Stored items -
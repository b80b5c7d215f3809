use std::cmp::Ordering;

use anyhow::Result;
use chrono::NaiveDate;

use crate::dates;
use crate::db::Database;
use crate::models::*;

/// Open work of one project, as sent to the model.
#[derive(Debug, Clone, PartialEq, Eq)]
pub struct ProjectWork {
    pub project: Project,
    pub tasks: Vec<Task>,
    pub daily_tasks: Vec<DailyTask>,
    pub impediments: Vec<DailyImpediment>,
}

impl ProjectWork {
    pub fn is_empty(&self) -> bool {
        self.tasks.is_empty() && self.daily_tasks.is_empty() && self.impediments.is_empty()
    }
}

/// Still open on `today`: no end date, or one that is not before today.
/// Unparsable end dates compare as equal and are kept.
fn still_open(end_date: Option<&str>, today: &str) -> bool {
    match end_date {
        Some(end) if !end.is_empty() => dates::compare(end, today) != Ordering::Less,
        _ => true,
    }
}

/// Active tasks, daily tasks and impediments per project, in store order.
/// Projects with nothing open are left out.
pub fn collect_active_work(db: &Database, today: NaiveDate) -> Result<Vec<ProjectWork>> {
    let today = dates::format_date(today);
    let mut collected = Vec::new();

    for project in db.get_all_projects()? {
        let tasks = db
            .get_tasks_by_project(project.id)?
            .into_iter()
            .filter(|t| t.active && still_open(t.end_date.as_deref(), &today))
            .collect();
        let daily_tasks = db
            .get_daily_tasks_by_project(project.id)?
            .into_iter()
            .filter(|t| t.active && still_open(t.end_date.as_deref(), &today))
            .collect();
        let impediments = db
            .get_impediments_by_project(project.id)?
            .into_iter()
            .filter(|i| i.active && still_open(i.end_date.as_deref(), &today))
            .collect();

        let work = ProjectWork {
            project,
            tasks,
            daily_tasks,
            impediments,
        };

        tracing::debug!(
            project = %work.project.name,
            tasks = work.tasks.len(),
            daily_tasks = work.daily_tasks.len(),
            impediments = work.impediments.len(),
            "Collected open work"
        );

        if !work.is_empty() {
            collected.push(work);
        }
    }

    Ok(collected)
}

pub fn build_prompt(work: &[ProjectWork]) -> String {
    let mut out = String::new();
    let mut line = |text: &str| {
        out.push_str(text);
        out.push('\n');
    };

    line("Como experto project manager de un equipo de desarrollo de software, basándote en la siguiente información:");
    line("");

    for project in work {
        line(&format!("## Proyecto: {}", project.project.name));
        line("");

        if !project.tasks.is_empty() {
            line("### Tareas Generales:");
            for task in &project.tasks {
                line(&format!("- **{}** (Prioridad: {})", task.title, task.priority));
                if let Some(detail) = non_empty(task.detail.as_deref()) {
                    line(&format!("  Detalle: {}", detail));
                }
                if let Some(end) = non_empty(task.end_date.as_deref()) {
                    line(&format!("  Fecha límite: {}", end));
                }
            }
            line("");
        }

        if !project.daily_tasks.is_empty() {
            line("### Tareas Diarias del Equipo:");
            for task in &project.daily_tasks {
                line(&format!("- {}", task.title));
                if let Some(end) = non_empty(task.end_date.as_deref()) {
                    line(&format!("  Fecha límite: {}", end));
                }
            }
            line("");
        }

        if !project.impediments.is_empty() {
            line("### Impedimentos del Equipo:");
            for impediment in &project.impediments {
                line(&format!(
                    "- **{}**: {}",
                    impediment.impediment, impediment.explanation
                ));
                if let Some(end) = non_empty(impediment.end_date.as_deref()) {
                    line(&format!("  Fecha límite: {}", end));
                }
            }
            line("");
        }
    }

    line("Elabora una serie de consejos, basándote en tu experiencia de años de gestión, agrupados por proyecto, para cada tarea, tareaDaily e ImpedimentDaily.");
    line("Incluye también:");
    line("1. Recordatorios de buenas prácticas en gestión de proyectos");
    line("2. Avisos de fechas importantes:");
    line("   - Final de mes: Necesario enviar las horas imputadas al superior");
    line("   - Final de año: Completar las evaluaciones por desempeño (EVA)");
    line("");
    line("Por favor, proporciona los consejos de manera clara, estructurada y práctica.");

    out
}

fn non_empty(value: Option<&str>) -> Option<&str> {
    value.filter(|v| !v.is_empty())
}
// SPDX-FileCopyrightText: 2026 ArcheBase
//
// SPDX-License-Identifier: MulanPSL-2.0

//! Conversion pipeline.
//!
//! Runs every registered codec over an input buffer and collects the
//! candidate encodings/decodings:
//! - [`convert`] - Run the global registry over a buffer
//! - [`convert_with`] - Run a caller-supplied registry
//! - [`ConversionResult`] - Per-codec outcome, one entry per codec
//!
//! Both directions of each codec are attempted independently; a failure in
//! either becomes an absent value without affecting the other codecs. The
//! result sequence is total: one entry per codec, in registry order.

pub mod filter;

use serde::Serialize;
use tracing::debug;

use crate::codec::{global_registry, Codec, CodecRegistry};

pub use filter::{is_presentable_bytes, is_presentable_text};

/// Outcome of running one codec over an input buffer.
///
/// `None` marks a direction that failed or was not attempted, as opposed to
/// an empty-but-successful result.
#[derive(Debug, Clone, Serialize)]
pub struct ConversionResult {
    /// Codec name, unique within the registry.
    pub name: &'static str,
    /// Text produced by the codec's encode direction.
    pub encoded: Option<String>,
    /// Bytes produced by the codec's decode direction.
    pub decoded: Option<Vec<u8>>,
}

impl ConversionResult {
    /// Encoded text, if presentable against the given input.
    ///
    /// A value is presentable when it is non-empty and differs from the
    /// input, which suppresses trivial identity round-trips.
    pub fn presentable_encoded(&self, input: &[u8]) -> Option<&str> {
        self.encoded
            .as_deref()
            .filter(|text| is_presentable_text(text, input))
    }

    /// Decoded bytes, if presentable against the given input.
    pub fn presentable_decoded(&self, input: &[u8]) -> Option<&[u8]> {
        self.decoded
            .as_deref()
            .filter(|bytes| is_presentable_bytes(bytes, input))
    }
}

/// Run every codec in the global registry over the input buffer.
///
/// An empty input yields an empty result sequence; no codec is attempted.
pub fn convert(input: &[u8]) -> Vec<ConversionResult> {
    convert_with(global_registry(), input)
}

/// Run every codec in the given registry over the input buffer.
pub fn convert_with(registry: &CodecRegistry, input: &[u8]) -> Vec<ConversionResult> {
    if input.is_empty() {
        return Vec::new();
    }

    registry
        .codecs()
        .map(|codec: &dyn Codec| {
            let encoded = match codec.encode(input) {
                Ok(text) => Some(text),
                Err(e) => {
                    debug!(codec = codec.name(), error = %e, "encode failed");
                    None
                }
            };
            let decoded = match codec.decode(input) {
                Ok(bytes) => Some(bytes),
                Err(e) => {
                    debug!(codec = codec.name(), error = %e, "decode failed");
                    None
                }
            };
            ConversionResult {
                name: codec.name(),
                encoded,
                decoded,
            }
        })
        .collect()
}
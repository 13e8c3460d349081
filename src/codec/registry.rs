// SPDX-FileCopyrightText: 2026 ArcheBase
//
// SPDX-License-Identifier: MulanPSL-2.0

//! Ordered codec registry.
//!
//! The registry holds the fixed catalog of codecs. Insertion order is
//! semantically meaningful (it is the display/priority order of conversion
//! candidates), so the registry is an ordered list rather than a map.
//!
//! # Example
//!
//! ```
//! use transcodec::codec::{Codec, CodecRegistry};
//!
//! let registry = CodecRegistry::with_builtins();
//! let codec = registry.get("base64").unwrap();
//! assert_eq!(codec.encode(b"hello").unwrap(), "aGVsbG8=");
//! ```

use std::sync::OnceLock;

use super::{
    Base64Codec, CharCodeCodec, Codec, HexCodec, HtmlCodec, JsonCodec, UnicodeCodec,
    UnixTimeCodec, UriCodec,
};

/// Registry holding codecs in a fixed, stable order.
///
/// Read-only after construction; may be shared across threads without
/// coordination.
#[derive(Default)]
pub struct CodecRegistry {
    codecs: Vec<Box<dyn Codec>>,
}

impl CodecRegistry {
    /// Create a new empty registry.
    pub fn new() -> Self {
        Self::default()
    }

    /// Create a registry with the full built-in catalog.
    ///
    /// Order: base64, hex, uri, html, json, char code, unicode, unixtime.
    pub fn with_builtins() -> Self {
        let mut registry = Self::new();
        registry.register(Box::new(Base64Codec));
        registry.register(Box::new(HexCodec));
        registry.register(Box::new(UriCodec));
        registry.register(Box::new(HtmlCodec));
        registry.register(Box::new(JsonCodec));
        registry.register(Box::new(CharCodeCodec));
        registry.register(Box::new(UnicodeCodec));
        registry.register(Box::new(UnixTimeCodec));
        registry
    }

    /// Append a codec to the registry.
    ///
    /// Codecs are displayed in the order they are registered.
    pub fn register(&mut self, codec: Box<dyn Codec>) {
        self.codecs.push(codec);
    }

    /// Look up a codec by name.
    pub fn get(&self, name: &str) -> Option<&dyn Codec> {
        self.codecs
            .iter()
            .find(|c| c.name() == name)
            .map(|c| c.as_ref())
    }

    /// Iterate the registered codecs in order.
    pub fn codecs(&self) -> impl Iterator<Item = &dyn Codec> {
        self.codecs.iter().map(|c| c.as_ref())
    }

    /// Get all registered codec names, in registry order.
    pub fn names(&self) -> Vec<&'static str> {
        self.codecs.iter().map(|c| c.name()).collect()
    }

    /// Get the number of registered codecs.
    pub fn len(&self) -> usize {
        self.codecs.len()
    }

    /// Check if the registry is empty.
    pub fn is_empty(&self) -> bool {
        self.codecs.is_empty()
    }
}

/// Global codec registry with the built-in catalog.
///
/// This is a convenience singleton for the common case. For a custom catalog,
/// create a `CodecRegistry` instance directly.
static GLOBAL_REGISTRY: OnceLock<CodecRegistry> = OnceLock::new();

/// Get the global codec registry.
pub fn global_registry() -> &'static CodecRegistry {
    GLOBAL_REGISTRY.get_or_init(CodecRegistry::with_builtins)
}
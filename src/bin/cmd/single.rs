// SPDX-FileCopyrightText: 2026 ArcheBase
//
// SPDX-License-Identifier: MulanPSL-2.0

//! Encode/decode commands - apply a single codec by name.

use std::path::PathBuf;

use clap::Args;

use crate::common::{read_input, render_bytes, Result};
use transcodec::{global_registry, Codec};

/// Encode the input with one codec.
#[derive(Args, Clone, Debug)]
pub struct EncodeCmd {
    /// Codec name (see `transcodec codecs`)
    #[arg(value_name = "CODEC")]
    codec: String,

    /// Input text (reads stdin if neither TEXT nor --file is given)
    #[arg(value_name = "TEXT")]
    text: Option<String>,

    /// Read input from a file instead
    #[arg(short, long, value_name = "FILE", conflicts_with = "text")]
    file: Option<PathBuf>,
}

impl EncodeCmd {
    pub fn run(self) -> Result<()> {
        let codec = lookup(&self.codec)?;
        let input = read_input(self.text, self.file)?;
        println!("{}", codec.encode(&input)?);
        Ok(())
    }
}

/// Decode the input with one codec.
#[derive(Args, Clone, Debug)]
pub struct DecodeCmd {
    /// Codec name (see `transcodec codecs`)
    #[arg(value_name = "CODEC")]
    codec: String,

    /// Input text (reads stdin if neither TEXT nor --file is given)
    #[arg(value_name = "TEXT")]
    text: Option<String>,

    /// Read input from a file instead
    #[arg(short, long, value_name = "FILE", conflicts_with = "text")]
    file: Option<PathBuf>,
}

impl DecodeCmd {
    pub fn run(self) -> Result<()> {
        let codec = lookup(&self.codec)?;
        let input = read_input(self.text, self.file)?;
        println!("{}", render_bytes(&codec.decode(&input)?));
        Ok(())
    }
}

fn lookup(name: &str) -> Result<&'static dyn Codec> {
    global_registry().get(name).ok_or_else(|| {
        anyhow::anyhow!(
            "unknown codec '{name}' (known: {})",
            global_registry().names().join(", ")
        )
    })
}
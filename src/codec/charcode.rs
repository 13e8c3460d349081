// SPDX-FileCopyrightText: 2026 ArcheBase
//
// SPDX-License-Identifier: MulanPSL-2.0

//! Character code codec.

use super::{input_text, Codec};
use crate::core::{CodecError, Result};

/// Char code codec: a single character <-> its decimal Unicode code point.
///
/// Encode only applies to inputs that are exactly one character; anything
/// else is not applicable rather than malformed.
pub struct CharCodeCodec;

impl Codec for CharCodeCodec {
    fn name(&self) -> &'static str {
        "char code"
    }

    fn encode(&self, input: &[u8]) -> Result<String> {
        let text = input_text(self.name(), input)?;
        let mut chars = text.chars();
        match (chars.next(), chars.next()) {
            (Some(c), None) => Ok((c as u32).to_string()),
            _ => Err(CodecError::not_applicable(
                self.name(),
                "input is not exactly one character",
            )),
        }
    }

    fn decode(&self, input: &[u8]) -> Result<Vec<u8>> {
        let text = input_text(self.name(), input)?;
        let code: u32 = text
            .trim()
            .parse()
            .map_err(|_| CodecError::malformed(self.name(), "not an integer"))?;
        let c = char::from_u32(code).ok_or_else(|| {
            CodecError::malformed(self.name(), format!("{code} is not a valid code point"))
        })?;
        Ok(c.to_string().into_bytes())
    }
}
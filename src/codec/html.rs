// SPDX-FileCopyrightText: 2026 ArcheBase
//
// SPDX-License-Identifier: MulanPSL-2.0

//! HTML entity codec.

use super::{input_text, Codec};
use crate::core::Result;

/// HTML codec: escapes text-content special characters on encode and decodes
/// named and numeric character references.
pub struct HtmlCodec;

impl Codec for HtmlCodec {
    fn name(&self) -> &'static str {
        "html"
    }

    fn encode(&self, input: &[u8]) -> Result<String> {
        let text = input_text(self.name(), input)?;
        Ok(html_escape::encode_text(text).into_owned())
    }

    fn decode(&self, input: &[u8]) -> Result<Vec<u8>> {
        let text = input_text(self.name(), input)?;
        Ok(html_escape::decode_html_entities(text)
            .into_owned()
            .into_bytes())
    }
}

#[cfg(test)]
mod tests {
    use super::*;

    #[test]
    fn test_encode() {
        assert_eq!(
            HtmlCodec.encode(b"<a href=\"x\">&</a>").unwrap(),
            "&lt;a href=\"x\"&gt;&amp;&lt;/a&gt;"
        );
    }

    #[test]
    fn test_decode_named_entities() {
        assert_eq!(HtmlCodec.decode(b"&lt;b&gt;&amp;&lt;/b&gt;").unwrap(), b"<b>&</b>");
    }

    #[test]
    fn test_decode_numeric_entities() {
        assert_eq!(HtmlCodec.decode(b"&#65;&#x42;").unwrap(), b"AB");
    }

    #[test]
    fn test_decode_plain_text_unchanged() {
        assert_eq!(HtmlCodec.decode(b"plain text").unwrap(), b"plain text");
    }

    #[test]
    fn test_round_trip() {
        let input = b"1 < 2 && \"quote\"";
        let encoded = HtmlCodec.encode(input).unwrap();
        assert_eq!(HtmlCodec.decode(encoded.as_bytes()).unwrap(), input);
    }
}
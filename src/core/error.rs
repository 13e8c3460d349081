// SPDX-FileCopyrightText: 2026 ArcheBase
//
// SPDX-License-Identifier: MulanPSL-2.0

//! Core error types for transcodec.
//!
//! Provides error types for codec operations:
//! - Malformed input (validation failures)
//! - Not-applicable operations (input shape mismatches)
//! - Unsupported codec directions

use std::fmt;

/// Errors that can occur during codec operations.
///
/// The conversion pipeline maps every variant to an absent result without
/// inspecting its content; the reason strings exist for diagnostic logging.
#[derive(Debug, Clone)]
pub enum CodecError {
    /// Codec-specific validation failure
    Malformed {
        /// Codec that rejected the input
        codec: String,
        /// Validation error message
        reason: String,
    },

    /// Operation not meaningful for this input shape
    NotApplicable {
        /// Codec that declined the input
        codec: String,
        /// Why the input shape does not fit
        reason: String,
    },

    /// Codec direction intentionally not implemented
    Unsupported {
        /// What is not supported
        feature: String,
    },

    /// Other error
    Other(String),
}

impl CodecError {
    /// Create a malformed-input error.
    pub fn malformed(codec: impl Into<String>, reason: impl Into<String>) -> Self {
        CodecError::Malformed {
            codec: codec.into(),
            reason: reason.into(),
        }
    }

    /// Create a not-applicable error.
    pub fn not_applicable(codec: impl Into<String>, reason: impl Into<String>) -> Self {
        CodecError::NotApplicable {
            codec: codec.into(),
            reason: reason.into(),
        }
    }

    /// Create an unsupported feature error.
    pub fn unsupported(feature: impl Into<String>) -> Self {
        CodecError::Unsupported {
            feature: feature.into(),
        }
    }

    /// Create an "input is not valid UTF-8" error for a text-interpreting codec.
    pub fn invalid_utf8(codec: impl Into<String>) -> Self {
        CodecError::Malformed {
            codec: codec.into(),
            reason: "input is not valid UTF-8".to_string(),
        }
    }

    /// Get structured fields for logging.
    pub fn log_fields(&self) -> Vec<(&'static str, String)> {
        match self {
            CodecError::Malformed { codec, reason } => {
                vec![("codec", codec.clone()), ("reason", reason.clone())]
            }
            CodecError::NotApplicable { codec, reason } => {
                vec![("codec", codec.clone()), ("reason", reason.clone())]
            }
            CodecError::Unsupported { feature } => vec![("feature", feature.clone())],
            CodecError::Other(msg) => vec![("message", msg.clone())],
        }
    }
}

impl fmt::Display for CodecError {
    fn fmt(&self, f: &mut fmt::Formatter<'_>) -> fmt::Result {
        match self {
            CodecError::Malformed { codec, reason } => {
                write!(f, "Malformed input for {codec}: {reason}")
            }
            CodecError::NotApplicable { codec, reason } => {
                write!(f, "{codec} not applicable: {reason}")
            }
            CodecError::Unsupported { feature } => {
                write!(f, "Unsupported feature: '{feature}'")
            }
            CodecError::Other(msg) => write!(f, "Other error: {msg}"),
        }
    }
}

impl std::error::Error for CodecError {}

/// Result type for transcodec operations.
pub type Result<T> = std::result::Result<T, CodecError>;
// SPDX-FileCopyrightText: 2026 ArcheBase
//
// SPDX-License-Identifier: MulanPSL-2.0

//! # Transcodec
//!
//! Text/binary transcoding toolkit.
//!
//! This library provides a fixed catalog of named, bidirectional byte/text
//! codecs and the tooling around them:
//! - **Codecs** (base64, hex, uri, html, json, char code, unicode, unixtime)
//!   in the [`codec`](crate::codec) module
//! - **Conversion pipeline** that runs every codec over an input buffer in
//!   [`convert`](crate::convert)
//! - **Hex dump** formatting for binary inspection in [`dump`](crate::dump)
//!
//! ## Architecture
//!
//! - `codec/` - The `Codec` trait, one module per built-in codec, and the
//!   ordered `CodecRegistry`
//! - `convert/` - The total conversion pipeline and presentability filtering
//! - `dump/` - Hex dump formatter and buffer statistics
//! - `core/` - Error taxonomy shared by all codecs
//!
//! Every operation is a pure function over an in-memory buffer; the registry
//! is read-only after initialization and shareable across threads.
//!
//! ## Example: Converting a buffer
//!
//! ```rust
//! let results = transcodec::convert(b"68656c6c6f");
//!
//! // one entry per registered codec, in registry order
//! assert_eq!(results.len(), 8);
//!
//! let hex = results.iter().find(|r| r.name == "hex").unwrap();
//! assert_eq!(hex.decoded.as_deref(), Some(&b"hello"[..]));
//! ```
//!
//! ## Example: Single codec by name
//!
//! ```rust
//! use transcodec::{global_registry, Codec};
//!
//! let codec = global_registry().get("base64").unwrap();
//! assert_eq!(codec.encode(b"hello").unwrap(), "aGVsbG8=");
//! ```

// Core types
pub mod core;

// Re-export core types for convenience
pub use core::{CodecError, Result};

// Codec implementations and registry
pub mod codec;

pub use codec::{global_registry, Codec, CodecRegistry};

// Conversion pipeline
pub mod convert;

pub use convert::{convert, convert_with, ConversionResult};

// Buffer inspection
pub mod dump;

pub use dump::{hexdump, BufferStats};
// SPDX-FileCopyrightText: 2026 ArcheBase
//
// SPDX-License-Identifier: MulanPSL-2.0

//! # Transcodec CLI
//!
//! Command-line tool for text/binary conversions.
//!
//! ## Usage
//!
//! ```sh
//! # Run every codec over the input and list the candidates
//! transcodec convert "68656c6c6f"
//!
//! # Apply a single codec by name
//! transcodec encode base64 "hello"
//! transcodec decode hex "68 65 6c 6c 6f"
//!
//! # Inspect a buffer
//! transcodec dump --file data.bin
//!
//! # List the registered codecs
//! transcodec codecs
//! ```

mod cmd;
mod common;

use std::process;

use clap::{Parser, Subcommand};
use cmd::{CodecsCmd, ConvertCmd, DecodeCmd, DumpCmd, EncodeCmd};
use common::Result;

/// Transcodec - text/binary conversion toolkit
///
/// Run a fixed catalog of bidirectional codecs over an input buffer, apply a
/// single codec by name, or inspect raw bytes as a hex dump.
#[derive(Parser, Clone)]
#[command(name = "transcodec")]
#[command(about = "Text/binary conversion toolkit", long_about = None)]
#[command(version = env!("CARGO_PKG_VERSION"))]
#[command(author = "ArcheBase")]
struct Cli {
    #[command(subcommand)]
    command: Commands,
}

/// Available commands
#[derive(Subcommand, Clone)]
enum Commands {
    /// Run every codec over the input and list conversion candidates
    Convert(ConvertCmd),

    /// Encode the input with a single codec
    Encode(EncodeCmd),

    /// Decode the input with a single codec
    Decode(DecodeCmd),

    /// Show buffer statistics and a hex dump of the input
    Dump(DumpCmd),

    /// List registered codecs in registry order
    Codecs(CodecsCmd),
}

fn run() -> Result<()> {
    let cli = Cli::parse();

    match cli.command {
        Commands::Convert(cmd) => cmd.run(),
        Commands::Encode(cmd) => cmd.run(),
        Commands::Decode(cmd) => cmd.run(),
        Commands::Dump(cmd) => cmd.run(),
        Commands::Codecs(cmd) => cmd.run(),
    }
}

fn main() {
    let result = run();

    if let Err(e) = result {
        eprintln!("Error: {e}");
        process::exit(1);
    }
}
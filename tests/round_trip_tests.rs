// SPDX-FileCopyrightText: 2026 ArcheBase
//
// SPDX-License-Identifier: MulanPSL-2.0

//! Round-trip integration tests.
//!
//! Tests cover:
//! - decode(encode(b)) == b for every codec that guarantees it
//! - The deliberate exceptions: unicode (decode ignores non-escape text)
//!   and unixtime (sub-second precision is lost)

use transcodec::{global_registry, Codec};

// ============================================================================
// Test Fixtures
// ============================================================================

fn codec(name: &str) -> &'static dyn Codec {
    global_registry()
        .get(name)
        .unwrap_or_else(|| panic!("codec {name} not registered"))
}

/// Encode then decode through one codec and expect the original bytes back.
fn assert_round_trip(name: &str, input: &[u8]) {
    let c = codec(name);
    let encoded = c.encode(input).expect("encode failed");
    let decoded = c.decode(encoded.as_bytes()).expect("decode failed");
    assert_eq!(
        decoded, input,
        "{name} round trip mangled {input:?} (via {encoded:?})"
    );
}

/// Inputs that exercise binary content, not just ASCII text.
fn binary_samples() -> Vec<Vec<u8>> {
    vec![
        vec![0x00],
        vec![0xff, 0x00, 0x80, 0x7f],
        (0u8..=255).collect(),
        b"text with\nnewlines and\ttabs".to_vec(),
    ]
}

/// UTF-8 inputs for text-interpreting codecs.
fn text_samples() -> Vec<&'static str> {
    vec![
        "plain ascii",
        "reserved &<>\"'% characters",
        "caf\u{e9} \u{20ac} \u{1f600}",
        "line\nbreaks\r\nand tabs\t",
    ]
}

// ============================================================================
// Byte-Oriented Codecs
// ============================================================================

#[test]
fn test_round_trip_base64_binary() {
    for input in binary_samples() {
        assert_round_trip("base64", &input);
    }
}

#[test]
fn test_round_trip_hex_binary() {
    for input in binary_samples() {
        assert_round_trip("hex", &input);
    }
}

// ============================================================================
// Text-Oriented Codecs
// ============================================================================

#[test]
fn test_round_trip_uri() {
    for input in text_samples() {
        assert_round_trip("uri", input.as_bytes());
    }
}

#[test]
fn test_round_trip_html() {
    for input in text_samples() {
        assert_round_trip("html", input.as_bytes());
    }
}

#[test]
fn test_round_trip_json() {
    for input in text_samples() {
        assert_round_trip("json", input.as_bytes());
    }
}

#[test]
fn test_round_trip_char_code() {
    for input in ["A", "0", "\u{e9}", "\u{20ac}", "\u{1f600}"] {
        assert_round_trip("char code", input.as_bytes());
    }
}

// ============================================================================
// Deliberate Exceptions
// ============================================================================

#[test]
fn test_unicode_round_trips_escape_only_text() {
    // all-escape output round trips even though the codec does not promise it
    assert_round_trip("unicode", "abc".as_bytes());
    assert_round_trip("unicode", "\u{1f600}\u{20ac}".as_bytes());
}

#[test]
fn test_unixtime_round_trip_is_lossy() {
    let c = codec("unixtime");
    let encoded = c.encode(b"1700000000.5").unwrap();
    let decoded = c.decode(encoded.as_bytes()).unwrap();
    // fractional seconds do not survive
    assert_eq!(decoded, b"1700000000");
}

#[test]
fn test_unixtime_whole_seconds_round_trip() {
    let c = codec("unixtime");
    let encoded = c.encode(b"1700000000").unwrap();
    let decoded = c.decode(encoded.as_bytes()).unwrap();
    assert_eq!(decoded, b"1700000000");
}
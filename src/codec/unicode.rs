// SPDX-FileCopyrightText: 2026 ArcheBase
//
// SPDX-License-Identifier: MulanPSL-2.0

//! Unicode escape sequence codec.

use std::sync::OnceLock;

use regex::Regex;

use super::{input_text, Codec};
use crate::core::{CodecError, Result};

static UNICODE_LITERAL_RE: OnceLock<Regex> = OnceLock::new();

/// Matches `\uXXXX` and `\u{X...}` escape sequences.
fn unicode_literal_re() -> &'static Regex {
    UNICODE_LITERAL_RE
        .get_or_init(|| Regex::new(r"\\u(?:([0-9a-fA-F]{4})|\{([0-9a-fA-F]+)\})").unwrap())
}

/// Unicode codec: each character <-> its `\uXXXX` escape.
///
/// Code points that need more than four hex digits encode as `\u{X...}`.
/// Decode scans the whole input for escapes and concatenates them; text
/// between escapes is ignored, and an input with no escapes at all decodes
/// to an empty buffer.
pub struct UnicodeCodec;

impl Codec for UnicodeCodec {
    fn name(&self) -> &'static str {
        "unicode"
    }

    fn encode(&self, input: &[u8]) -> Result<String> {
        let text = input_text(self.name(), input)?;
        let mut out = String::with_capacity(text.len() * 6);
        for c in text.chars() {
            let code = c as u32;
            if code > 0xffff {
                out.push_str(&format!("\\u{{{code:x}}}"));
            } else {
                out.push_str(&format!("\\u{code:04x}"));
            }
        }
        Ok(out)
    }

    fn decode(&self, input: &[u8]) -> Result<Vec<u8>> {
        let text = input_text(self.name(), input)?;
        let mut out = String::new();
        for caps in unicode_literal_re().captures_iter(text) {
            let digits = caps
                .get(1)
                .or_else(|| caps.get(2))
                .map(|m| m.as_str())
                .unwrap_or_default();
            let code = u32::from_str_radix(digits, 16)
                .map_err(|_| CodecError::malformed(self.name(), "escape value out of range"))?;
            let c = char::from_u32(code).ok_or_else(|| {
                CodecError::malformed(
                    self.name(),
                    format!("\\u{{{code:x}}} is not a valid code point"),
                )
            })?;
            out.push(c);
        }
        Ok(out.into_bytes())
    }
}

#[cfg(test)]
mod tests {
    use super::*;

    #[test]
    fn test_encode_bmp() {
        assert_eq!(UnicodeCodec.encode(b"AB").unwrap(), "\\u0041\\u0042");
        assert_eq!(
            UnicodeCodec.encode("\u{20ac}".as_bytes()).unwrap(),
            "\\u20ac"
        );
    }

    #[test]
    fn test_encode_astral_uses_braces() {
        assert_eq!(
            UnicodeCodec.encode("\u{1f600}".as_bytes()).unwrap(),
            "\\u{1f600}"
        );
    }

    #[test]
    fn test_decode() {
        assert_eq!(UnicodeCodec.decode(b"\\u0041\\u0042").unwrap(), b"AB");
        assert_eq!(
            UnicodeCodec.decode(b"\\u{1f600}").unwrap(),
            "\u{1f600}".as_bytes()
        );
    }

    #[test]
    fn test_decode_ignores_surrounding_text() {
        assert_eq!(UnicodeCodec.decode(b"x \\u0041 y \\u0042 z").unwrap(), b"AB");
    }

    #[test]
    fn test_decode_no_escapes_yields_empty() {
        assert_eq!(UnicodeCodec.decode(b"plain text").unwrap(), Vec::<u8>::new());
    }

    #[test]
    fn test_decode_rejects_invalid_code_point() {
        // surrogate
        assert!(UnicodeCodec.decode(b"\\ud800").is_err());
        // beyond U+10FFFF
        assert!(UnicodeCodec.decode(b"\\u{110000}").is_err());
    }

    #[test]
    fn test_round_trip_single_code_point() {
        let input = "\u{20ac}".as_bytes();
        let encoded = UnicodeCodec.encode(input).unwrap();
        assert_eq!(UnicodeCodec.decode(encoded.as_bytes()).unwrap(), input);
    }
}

Exercise goal - Among the lines of the preceding data, which ones hold the word "uXXXX"? List them.

Solution to this problem -
/// Matches `\uXXXX` and `\u{X...}` escape sequences.
/// Unicode codec: each character <-> its `\uXXXX` escape.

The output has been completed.